__Task to complete__: Even where a record seems odd, copy it exactly as it appears below.

------------------------------------

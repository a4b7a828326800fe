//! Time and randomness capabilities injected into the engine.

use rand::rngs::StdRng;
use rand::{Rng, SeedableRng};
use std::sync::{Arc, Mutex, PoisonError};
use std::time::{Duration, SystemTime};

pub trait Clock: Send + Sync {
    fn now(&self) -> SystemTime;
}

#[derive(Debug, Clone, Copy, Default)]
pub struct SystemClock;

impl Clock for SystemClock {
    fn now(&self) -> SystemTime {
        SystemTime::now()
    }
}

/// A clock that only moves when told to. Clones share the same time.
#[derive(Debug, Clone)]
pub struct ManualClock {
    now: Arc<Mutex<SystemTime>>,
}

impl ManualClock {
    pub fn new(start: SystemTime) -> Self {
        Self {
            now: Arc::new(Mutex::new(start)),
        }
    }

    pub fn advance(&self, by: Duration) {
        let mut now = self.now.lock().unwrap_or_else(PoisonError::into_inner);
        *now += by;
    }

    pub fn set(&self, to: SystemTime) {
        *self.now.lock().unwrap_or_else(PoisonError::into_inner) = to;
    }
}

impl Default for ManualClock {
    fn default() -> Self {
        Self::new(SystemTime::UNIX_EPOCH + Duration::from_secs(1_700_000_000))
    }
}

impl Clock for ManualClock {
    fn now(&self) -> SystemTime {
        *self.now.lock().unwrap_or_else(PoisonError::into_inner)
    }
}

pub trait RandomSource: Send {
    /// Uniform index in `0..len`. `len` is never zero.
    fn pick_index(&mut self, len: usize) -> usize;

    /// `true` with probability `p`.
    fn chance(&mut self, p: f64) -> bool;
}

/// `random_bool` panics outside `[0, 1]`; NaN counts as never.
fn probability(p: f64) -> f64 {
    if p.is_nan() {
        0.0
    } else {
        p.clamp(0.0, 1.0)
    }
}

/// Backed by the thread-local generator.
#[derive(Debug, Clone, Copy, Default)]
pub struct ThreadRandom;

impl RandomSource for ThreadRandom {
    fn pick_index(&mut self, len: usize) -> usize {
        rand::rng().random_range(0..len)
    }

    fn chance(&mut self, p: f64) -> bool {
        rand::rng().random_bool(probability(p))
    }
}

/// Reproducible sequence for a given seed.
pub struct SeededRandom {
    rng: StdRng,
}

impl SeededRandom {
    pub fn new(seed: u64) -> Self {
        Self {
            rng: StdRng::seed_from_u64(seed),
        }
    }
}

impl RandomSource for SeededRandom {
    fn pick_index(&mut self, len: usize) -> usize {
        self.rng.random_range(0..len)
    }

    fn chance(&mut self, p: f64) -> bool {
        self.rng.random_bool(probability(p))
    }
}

------------------------------------

__Response below__:
repository a4b7a828326800fe
//! Time and randomness capabilities injected into the engine.

use rand::rngs::StdRng;
use rand::{Rng, SeedableRng};
use std::sync::{Arc, Mutex, PoisonError};
use std::time::{Duration, SystemTime};

pub trait Clock: Send + Sync {
    fn now(&self) -> SystemTime;
}

#[derive(Debug, Clone, Copy, Default)]
pub struct SystemClock;

impl Clock for SystemClock {
    fn now(&self) -> SystemTime {
        SystemTime::now()
    }
}

/// A clock that only moves when told to. Clones share the same time.
#[derive(Debug, Clone)]
pub struct ManualClock {
    now: Arc<Mutex<SystemTime>>,
}

impl ManualClock {
    pub fn new(start: SystemTime) -> Self {
        Self {
            now: Arc::new(Mutex::new(start)),
        }
    }

    pub fn advance(&self, by: Duration) {
        let mut now = self.now.lock().unwrap_or_else(PoisonError::into_inner);
        *now += by;
    }

    pub fn set(&self, to: SystemTime) {
        *self.now.lock().unwrap_or_else(PoisonError::into_inner) = to;
    }
}

impl Default for ManualClock {
    fn default() -> Self {
        Self::new(SystemTime::UNIX_EPOCH + Duration::from_secs(1_700_000_000))
    }
}

impl Clock for ManualClock {
    fn now(&self) -> SystemTime {
        *self.now.lock().unwrap_or_else(PoisonError::into_inner)
    }
}

pub trait RandomSource: Send {
    /// Uniform index in `0..len`. `len` is never zero.
    fn pick_index(&mut self, len: usize) -> usize;

    /// `true` with probability `p`.
    fn chance(&mut self, p: f64) -> bool;
}

/// `random_bool` panics outside `[0, 1]`; NaN counts as never.
fn probability(p: f64) -> f64 {
    if p.is_nan() {
        0.0
    } else {
        p.clamp(0.0, 1.0)
    }
}

/// Backed by the thread-local generator.
#[derive(Debug, Clone, Copy, Default)]
pub struct ThreadRandom;

impl RandomSource for ThreadRandom {
    fn pick_index(&mut self, len: usize) -> usize {
        rand::rng().random_range(0..len)
    }

    fn chance(&mut self, p: f64) -> bool {
        rand::rng().random_bool(probability(p))
    }
}

/// Reproducible sequence for a given seed.
pub struct SeededRandom {
    rng: StdRng,
}

impl SeededRandom {
    pub fn new(seed: u64) -> Self {
        Self {
            rng: StdRng::seed_from_u64(seed),
        }
    }
}

impl RandomSource for SeededRandom {
    fn pick_index(&mut self, len: usize) -> usize {
        self.rng.random_range(0..len)
    }

    fn chance(&mut self, p: f64) -> bool {
        self.rng.random_bool(probability(p))
    }
}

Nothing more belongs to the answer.